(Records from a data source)
------------------------------------------------
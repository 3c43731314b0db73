//! Tracing configuration for structured logging
//!
//! Applications configure subscribers; the library itself only emits
//! `tracing` events and spans (and `log` records, which the subscriber
//! installed here forwards).

#[cfg(feature = "cli")]
use tracing_subscriber::{layer::SubscriberExt, util::SubscriberInitExt, EnvFilter, Registry};

/// Configuration for tracing output format
#[derive(Debug, Clone, Copy, PartialEq, Eq)]
pub enum TracingFormat {
    /// Human-readable console output with colors (default for CLI)
    Console,
    /// Compact console output without colors for CI environments
    Compact,
    /// JSON structured logging
    #[cfg(feature = "tracing-json")]
    Json,
}

/// Tracing configuration builder
#[derive(Debug, Clone)]
pub struct TracingConfig {
    /// Verbosity level (maps to log levels)
    pub verbosity: u8,
    pub format: TracingFormat,
    /// Environment filter string (overrides verbosity if set)
    pub env_filter: Option<String>,
    /// Session ID for correlation
    pub session_id: Option<String>,
}

impl Default for TracingConfig {
    fn default() -> Self {
        Self {
            verbosity: 0,
            format: TracingFormat::Console,
            env_filter: None,
            session_id: None,
        }
    }
}

impl TracingConfig {
    #[must_use]
    pub fn new() -> Self {
        Self::default()
    }

    /// Set verbosity level (0-3+)
    #[must_use]
    pub fn with_verbosity(mut self, verbosity: u8) -> Self {
        self.verbosity = verbosity;
        self
    }

    #[must_use]
    pub fn with_format(mut self, format: TracingFormat) -> Self {
        self.format = format;
        self
    }

    /// Set custom environment filter
    #[must_use]
    pub fn with_env_filter<S: Into<String>>(mut self, filter: S) -> Self {
        self.env_filter = Some(filter.into());
        self
    }

    /// Set session ID for run correlation
    #[must_use]
    pub fn with_session_id<S: Into<String>>(mut self, session_id: S) -> Self {
        self.session_id = Some(session_id.into());
        self
    }

    /// Convert verbosity level to tracing filter string
    #[must_use]
    pub fn verbosity_to_filter(&self) -> &'static str {
        match self.verbosity {
            0 => "info",
            1 => "debug",
            _ => "trace",
        }
    }

    /// Install the global subscriber
    ///
    /// # Errors
    /// - Invalid filter directive
    /// - A global subscriber is already installed
    #[cfg(feature = "cli")]
    pub fn init(self) -> anyhow::Result<()> {
        use tracing_subscriber::fmt;

        let filter = match &self.env_filter {
            Some(directives) => EnvFilter::try_new(directives)?,
            None => EnvFilter::try_new(self.verbosity_to_filter())?,
        };
        let registry = Registry::default().with(filter);

        match self.format {
            TracingFormat::Console => {
                let fmt_layer = fmt::layer()
                    .with_ansi(true)
                    .with_target(false)
                    .with_level(true)
                    .compact();
                registry.with(fmt_layer).try_init()?;
            },
            TracingFormat::Compact => {
                let fmt_layer = fmt::layer().with_ansi(false).with_target(false).compact();
                registry.with(fmt_layer).try_init()?;
            },
            #[cfg(feature = "tracing-json")]
            TracingFormat::Json => {
                let fmt_layer = fmt::layer()
                    .json()
                    .with_current_span(true)
                    .with_span_list(true);
                registry.with(fmt_layer).try_init()?;
            },
        }

        if let Some(session_id) = &self.session_id {
            tracing::info!(session_id = %session_id, "Session started");
        }
        Ok(())
    }
}

/// Initialize tracing with CLI defaults and a fresh session id
///
/// # Errors
/// - A global subscriber is already installed
#[cfg(feature = "cli")]
pub fn init_cli_tracing(verbosity: u8, format: TracingFormat) -> anyhow::Result<String> {
    let session_id = uuid::Uuid::new_v4().to_string();
    TracingConfig::new()
        .with_verbosity(verbosity)
        .with_format(format)
        .with_session_id(session_id.clone())
        .init()?;
    Ok(session_id)
}

/// Install an `RUST_LOG`-driven subscriber unless one is already set
#[cfg(feature = "cli")]
pub fn init_library_tracing() {
    let subscriber = tracing_subscriber::FmtSubscriber::builder()
        .with_env_filter(EnvFilter::from_default_env())
        .finish();
    if tracing::subscriber::set_global_default(subscriber).is_ok() {
        tracing::debug!("Library tracing initialized");
    }
}

/// Span creation helpers for common operations
pub mod spans {
    use tracing::{Level, Span};

    /// Span for a whole CLI command
    #[must_use]
    pub fn session(session_id: &str, command: &str) -> Span {
        tracing::span!(Level::INFO, "session", session_id = %session_id, command = %command)
    }

    /// Span for a batch over `item_count` inputs
    #[must_use]
    pub fn batch(kind: &str, item_count: usize) -> Span {
        tracing::span!(Level::INFO, "batch", kind = %kind, item_count = item_count)
    }

    /// Span for compositing one representative
    #[must_use]
    pub fn compose(representative: &std::path::Path) -> Span {
        tracing::span!(
            Level::DEBUG,
            "compose",
            representative = %representative.display()
        )
    }

    /// Span for producing one mask
    #[must_use]
    pub fn mask(backend: &str, dimensions: (u32, u32)) -> Span {
        tracing::span!(
            Level::DEBUG,
            "mask",
            backend = %backend,
            width = dimensions.0,
            height = dimensions.1
        )
    }

    /// Span for a model download
    #[must_use]
    pub fn download(url: &str, destination: &std::path::Path) -> Span {
        tracing::span!(
            Level::INFO,
            "download",
            url = %url,
            destination = %destination.display()
        )
    }
}

#[cfg(test)]
mod tests {
    use super::*;

    #[test]
    fn test_verbosity_mapping() {
        assert_eq!(TracingConfig::new().with_verbosity(0).verbosity_to_filter(), "info");
        assert_eq!(TracingConfig::new().with_verbosity(1).verbosity_to_filter(), "debug");
        assert_eq!(TracingConfig::new().with_verbosity(2).verbosity_to_filter(), "trace");
        assert_eq!(TracingConfig::new().with_verbosity(10).verbosity_to_filter(), "trace");
    }

    #[test]
    fn test_config_builder() {
        let config = TracingConfig::new()
            .with_verbosity(2)
            .with_format(TracingFormat::Compact)
            .with_env_filter("cutout_composer=debug")
            .with_session_id("test-session");

        assert_eq!(config.verbosity, 2);
        assert_eq!(config.format, TracingFormat::Compact);
        assert_eq!(config.env_filter.as_deref(), Some("cutout_composer=debug"));
        assert_eq!(config.session_id.as_deref(), Some("test-session"));
    }

    #[test]
    fn test_default_config() {
        let config = TracingConfig::default();
        assert_eq!(config.verbosity, 0);
        assert_eq!(config.format, TracingFormat::Console);
        assert!(config.env_filter.is_none());
        assert!(config.session_id.is_none());
    }
}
------------------------------------------------
- Work item -
What is the number of lines in the data that hold the word "EnvFilter"? Reply with that number and nothing else.

- Exercise output -
4